Every human experience can be expressed in terms of paradox. The electric plug in the wall has two prongs, access to a positive and negative electrical charge. From this opposition comes the usefulness of the electric current. Day is comprehensible only in contrast to night. Masculinity has relevance only in contrast to femininity. Activity has meaning only in relation to rest.
Contradiction is barren and destructive, yet paradox is creative. It is a powerful embracing of reality. All religious experience in its historical form is expressed in paradox; observe the Christian creeds that have been formulated in such paradoxical language.
While contradiction is static and unproductive, paradox makes room for grace and mystery.
For some incomprehensible reason we often refuse this paradoxical nature of reality and, in an idiot moment, think we can function outside it. The very moment we do this, we translate paradox into opposition. When leisure is torn loose from work, both are spoiled. Personal suffering begins when we are crucified between these opposites.
If we try to embrace one without paying tribute to the other, we degrade paradox into contradiction. Yet both pairs of opposites must be equally honored. To suffer one’s confusion is the first step in healing.* Then the pain of contradiction is transformed into the mystery of paradox.
The quickest way I know to break a person is to give him or her two sets of contradicting values—which is exactly what we do, in modern culture, with our Sunday and Monday moralities. We are taught by Christianity to follow a set of values that are almost entirely disregarded in everyday business life. How is a person to cope?

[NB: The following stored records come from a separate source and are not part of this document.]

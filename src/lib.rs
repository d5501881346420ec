/*!
 * # modtrans
 *
 * A Rust service that keeps AI translations of Minecraft mod listings fresh.
 *
 * ## Features
 *
 * - Scans the CurseForge and Modrinth mirror collections for summaries that
 *   are missing a translation or whose source text changed since the last one
 * - Translates outstanding text through an OpenAI-compatible completion API
 *   with a primary model tier and an optional secondary fallback tier
 * - Concurrent batch processing with per-item failure isolation and token
 *   accounting
 * - Durable upsert-by-identity translation records
 * - Optional Telegram announcements of each completed drain cycle
 * - Per-platform interval or cron-style scheduling
 *
 * ## Architecture
 *
 * The library is organized in these main modules:
 * - `app_config`: Configuration management
 * - `text_normalizer`: Deterministic cleanup of model output
 * - `providers`: Completion endpoint clients:
 *   - `providers::openai_compat`: OpenAI-compatible API client
 *   - `providers::mock`: Scripted client for tests
 * - `translation`: The translation pipeline:
 *   - `translation::core`: Domain types and the per-item translation service
 *   - `translation::batch`: Concurrent fan-out with tier fallback
 * - `store`: Document store boundary (change-set query, persistence writer)
 * - `app_controller`: Job driver running drain cycles
 * - `scheduler`: Per-platform recurring triggers
 * - `notify`: Result announcements with bounded retry
 * - `retry`: Fixed-delay retry utility
 * - `errors`: Custom error types for the application
 *
 * ## License
 *
 * This project is licensed under the MIT License
 */

// Global lints configuration
#![allow(clippy::uninlined_format_args)]

// Public modules
pub mod app_config;
pub mod app_controller;
pub mod errors;
pub mod notify;
pub mod providers;
pub mod retry;
pub mod scheduler;
pub mod store;
pub mod text_normalizer;
pub mod translation;

// Re-export main types for easier usage
pub use app_config::Config;
pub use app_controller::{Controller, CycleSummary};
pub use errors::{NotifyError, ProviderError};
pub use notify::{Notifier, ResultNotifier};
pub use store::Repository;
pub use translation::{BatchResult, BatchTranslator, Platform, Tier, TranslationService, WorkItem};
/*!
 * Common test utilities for the modtrans test suite
 */

use std::sync::{Arc, Mutex};

use anyhow::Result;
use async_trait::async_trait;

use modtrans::app_config::NotificationConfig;
use modtrans::errors::NotifyError;
use modtrans::providers::CompletionProvider;
use modtrans::providers::mock::MockCompletion;
use modtrans::translation::batch::BatchTranslator;
use modtrans::translation::core::{Platform, TranslationService};
use modtrans::{Controller, Notifier, Repository, ResultNotifier};

/// Initializes logging for a test, safe to call from every test
pub fn init_test_logging() {
    let _ = env_logger::builder().is_test(true).try_init();
}

/// Announcement channel that records every handoff instead of delivering it
#[derive(Clone, Default)]
pub struct RecordingNotifier {
    /// Announcements received, in arrival order
    sent: Arc<Mutex<Vec<(Platform, Vec<String>)>>>,
}

impl RecordingNotifier {
    pub fn new() -> Self {
        Self::default()
    }

    /// Every announcement received so far
    pub fn announcements(&self) -> Vec<(Platform, Vec<String>)> {
        self.sent.lock().expect("notifier lock").clone()
    }
}

#[async_trait]
impl ResultNotifier for RecordingNotifier {
    async fn send_result(
        &self,
        platform: Platform,
        translated_ids: &[String],
    ) -> Result<(), NotifyError> {
        self.sent
            .lock()
            .expect("notifier lock")
            .push((platform, translated_ids.to_vec()));
        Ok(())
    }
}

/// Creates an in-memory repository seeded with the given source listings
pub async fn seeded_repository(
    platform: Platform,
    listings: &[(&str, &str)],
) -> Result<Repository> {
    let repository = Repository::new_in_memory()?;
    for (id, summary) in listings {
        repository.upsert_source(platform, id, summary).await?;
    }
    Ok(repository)
}

/// Creates a batch translator backed by mock completion clients
pub fn mock_translator(
    primary: MockCompletion,
    secondary: Option<MockCompletion>,
    enable_fallback: bool,
) -> BatchTranslator {
    let service = TranslationService::new(
        Arc::new(primary),
        secondary.map(|s| Arc::new(s) as Arc<dyn CompletionProvider>),
        "Chinese",
    );
    BatchTranslator::new(service, 4, enable_fallback)
}

/// Creates a notifier that never sends anything
pub fn disabled_notifier() -> Notifier {
    Notifier::new(NotificationConfig::default())
}

/// Assembles a controller over the given repository and translator
pub fn controller(
    repository: Repository,
    translator: BatchTranslator,
    batch_size: usize,
) -> Controller {
    Controller::new(
        repository,
        translator,
        Arc::new(disabled_notifier()),
        batch_size,
    )
}

/// Assembles a controller with an explicit announcement channel
pub fn controller_with_notifier(
    repository: Repository,
    translator: BatchTranslator,
    notifier: Arc<dyn ResultNotifier>,
    batch_size: usize,
) -> Controller {
    Controller::new(repository, translator, notifier, batch_size)
}
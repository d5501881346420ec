/*!
 * Result announcements over the messaging webhook.
 *
 * After a drain cycle with at least one success, the job driver hands the
 * translated identity list here. The message carries a count header, one
 * identity per line and a platform hashtag footer, capped at the transport's
 * hard message-length ceiling. Delivery is retried with a fixed delay a
 * bounded number of times; exhaustion is logged by the caller, never fatal.
 */

use std::time::Duration;

use async_trait::async_trait;
use log::{debug, info};
use reqwest::Client;
use serde::Deserialize;
use serde_json::json;

use crate::app_config::NotificationConfig;
use crate::errors::NotifyError;
use crate::retry::retry_fixed;
use crate::translation::core::Platform;

/// Telegram's maximum text message length
pub const MAX_MESSAGE_CHARS: usize = 4096;

/// Common trait for announcement channels
///
/// The job driver holds a boxed implementation of this trait, which is what
/// makes asserting on the announcement handoff in tests straightforward.
#[async_trait]
pub trait ResultNotifier: Send + Sync {
    /// Announce the successfully translated identities for a platform
    async fn send_result(
        &self,
        platform: Platform,
        translated_ids: &[String],
    ) -> Result<(), NotifyError>;
}

/// Notifier for announcing completed drain cycles
#[derive(Debug, Clone)]
pub struct Notifier {
    /// HTTP client for webhook requests
    client: Client,
    /// Notification settings
    config: NotificationConfig,
}

/// Telegram sendMessage response envelope
#[derive(Debug, Deserialize)]
struct SendMessageResponse {
    /// Whether the API accepted the message
    ok: bool,
    /// Error description when `ok` is false
    description: Option<String>,
    /// Message details when `ok` is true
    result: Option<SentMessage>,
}

/// Delivered message details
#[derive(Debug, Deserialize)]
struct SentMessage {
    /// Identifier assigned by the API
    message_id: i64,
}

impl Notifier {
    /// Create a notifier from configuration
    pub fn new(config: NotificationConfig) -> Self {
        Self {
            client: Client::builder()
                .timeout(Duration::from_secs(30))
                .build()
                .unwrap_or_default(),
            config,
        }
    }
}

#[async_trait]
impl ResultNotifier for Notifier {
    /// Announce the successfully translated identities for a platform.
    ///
    /// No-op when notifications are disabled. Retries delivery with a fixed
    /// delay up to the configured attempt bound.
    async fn send_result(
        &self,
        platform: Platform,
        translated_ids: &[String],
    ) -> Result<(), NotifyError> {
        if !self.config.enable {
            debug!("Notifications disabled, skipping announcement for {}", platform);
            return Ok(());
        }

        let message = build_message(platform, translated_ids, MAX_MESSAGE_CHARS);
        let attempts = self.config.retry_attempts;
        let delay = Duration::from_secs(self.config.retry_delay_secs);

        let message_id = retry_fixed(attempts, delay, "notification delivery", || {
            self.send_message(&message)
        })
        .await
        .map_err(|e| NotifyError::RetriesExhausted {
            attempts: attempts.max(1),
            last_error: e.to_string(),
        })?;

        info!(
            "Announced {} translated {} items, message_id: {}",
            translated_ids.len(),
            platform,
            message_id
        );

        Ok(())
    }
}

impl Notifier {
    /// One delivery attempt
    async fn send_message(&self, text: &str) -> Result<i64, NotifyError> {
        let url = format!(
            "{}{}/sendMessage",
            self.config.bot_api, self.config.bot_token
        );

        let response = self
            .client
            .post(&url)
            .json(&json!({
                "chat_id": self.config.chat_id,
                "text": text,
            }))
            .send()
            .await
            .map_err(|e| NotifyError::RequestFailed(e.to_string()))?;

        let body = response
            .json::<SendMessageResponse>()
            .await
            .map_err(|e| NotifyError::RequestFailed(e.to_string()))?;

        if !body.ok {
            return Err(NotifyError::ApiError(
                body.description
                    .unwrap_or_else(|| "no error description".to_string()),
            ));
        }

        body.result
            .map(|m| m.message_id)
            .ok_or_else(|| NotifyError::ApiError("missing result in response".to_string()))
    }
}

/// Assemble the announcement text within the message-length ceiling.
///
/// The header always reports the full count; identity lines that do not fit
/// the remaining budget are dropped.
pub fn build_message(platform: Platform, translated_ids: &[String], max_chars: usize) -> String {
    let (noun, footer) = match platform {
        Platform::Curseforge => ("mods", "\n#Curseforge_Translate"),
        Platform::Modrinth => ("projects", "\n#Modrinth_Translate"),
    };

    let header = format!(
        "Translated {} {} {}, IDs:\n",
        translated_ids.len(),
        platform.display_name(),
        noun
    );

    let budget = max_chars.saturating_sub(header.chars().count() + footer.chars().count());

    let mut lines = String::new();
    let mut used = 0;
    for id in translated_ids {
        // Lines after the first need a separating newline.
        let increment = id.chars().count() + usize::from(!lines.is_empty());
        if used + increment > budget {
            break;
        }
        if !lines.is_empty() {
            lines.push('\n');
        }
        lines.push_str(id);
        used += increment;
    }

    format!("{}{}{}", header, lines, footer)
}
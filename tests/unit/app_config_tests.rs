/*!
 * Tests for application configuration functionality
 */

use modtrans::app_config::{Cadence, Config, CronFields, LogLevel, ModelTierConfig};
use tempfile::TempDir;

/// Test default configuration values
#[test]
fn test_default_config_withNoParameters_shouldHaveCorrectDefaults() {
    let config = Config::default();

    assert_eq!(config.translation.primary.model, "deepseek-v3");
    assert!(config.translation.secondary.is_none());
    assert!(!config.translation.enable_fallback);
    assert_eq!(config.translation.target_language, "Chinese");
    assert_eq!(config.translation.batch_size, 16);
    assert_eq!(config.translation.concurrent_requests, 8);
    assert_eq!(config.translation.timeout_secs, 60);

    assert!(!config.notification.enable);
    assert_eq!(config.notification.bot_api, "https://api.telegram.org/bot");
    assert_eq!(config.notification.retry_attempts, 10);
    assert_eq!(config.notification.retry_delay_secs, 1);

    // Daily interval per platform by default
    assert_eq!(config.schedule.curseforge.interval_secs, Some(86400));
    assert_eq!(config.schedule.modrinth.interval_secs, Some(86400));

    assert_eq!(config.log_level, LogLevel::Info);
}

/// Test configuration validation
#[test]
fn test_config_validation_withVariousConfigs_shouldValidateCorrectly() {
    let mut config = Config::default();

    // Defaults ship without an API key, so validation must fail until one
    // is filled in.
    assert!(config.validate().is_err());
    config.translation.primary.api_key = "sk-1234567890".to_string();
    assert!(config.validate().is_ok());

    // Empty model name
    config.translation.primary.model = String::new();
    assert!(config.validate().is_err());
    config.translation.primary.model = "deepseek-v3".to_string();

    // Fallback enabled without a secondary tier
    config.translation.enable_fallback = true;
    assert!(config.validate().is_err());

    // Secondary tier present but missing its key
    config.translation.secondary = Some(ModelTierConfig {
        model: "qwen-turbo".to_string(),
        api_key: String::new(),
        endpoint: "https://example.invalid/v1".to_string(),
    });
    assert!(config.validate().is_err());

    if let Some(secondary) = &mut config.translation.secondary {
        secondary.api_key = "sk-0987654321".to_string();
    }
    assert!(config.validate().is_ok());

    // Zero-valued pipeline knobs
    config.translation.batch_size = 0;
    assert!(config.validate().is_err());
    config.translation.batch_size = 16;

    config.translation.concurrent_requests = 0;
    assert!(config.validate().is_err());
    config.translation.concurrent_requests = 8;

    // Notifications enabled require credentials
    config.notification.enable = true;
    assert!(config.validate().is_err());
    config.notification.bot_token = "123:abc".to_string();
    assert!(config.validate().is_err());
    config.notification.chat_id = "-100123".to_string();
    assert!(config.validate().is_ok());
}

/// Test cadence validation for cron and interval triggers
#[test]
fn test_cadence_validation_withVariousTriggers_shouldValidateCorrectly() {
    let interval = Cadence {
        interval_secs: Some(900),
        cron: None,
    };
    assert!(interval.validate().is_ok());

    let zero_interval = Cadence {
        interval_secs: Some(0),
        cron: None,
    };
    assert!(zero_interval.validate().is_err());

    let nothing = Cadence {
        interval_secs: None,
        cron: None,
    };
    assert!(nothing.validate().is_err());

    let daily_at_four = Cadence {
        interval_secs: None,
        cron: Some(CronFields {
            day: None,
            hour: Some(4),
            minute: Some(0),
            second: None,
        }),
    };
    assert!(daily_at_four.validate().is_ok());

    let empty_cron = Cadence {
        interval_secs: None,
        cron: Some(CronFields::default()),
    };
    assert!(empty_cron.validate().is_err());

    let bad_hour = Cadence {
        interval_secs: None,
        cron: Some(CronFields {
            day: None,
            hour: Some(24),
            minute: None,
            second: None,
        }),
    };
    assert!(bad_hour.validate().is_err());

    let bad_day = Cadence {
        interval_secs: None,
        cron: Some(CronFields {
            day: Some(0),
            hour: None,
            minute: None,
            second: None,
        }),
    };
    assert!(bad_day.validate().is_err());
}

/// Test loading a missing config writes defaults and round-trips
#[test]
fn test_load_or_create_withMissingFile_shouldWriteDefaultsAndRoundTrip() {
    let dir = TempDir::new().expect("temp dir");
    let path = dir.path().join("conf.json");

    assert!(!path.exists());
    let created = Config::load_or_create(&path).expect("create defaults");
    assert!(path.exists());
    assert_eq!(created.translation.batch_size, 16);

    // Edit and save, then reload
    let mut edited = created;
    edited.translation.primary.api_key = "sk-test".to_string();
    edited.translation.batch_size = 4;
    edited.log_level = LogLevel::Debug;
    edited.save(&path).expect("save");

    let reloaded = Config::load_or_create(&path).expect("reload");
    assert_eq!(reloaded.translation.primary.api_key, "sk-test");
    assert_eq!(reloaded.translation.batch_size, 4);
    assert_eq!(reloaded.log_level, LogLevel::Debug);
}

/// Test that a partial config file is filled in with defaults
#[test]
fn test_load_or_create_withPartialFile_shouldApplyFieldDefaults() {
    let dir = TempDir::new().expect("temp dir");
    let path = dir.path().join("conf.json");

    std::fs::write(
        &path,
        r#"{ "translation": { "primary": { "api_key": "sk-partial" } } }"#,
    )
    .expect("write partial config");

    let config = Config::load_or_create(&path).expect("load partial");
    assert_eq!(config.translation.primary.api_key, "sk-partial");
    assert_eq!(config.translation.primary.model, "deepseek-v3");
    assert_eq!(config.translation.concurrent_requests, 8);
    assert_eq!(config.log_level, LogLevel::Info);
}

The religious faculty is the art of taking the opposites and binding them back together again, surmounting the split that has been causing so much suffering.
It helps us move from contradiction—that painful condition where things oppose each other—to the realm of paradox, where we are able to entertain simultaneously two contradictory notions and give them equal dignity. Then, and only then, is there the possibility of grace, the spiritual experience of contradictions brought into a coherent whole—giving us a unity greater than either one of them.
If one has progressed past the duality of life, one has come to the absolute certainty that one is doing the will of God.
It is good to win; it is also good to lose. It is good to have; it is also good to give to the poor. Freedom is good; so is the acceptance of authority. To view the elements of our life in this paradoxical manner is to open up a whole new series of possibilities. Let us not say that the opposites are antithetical but that they make up a divine reality that is accessible to us in our human condition. It is wrong to say that one of a pair is secular and the other religious. We must retrain ourselves to think that each represents a divine truth. It is only our inability to see the hidden unity that is problematic.
Power without love becomes brutal; love without power is insipid and weak.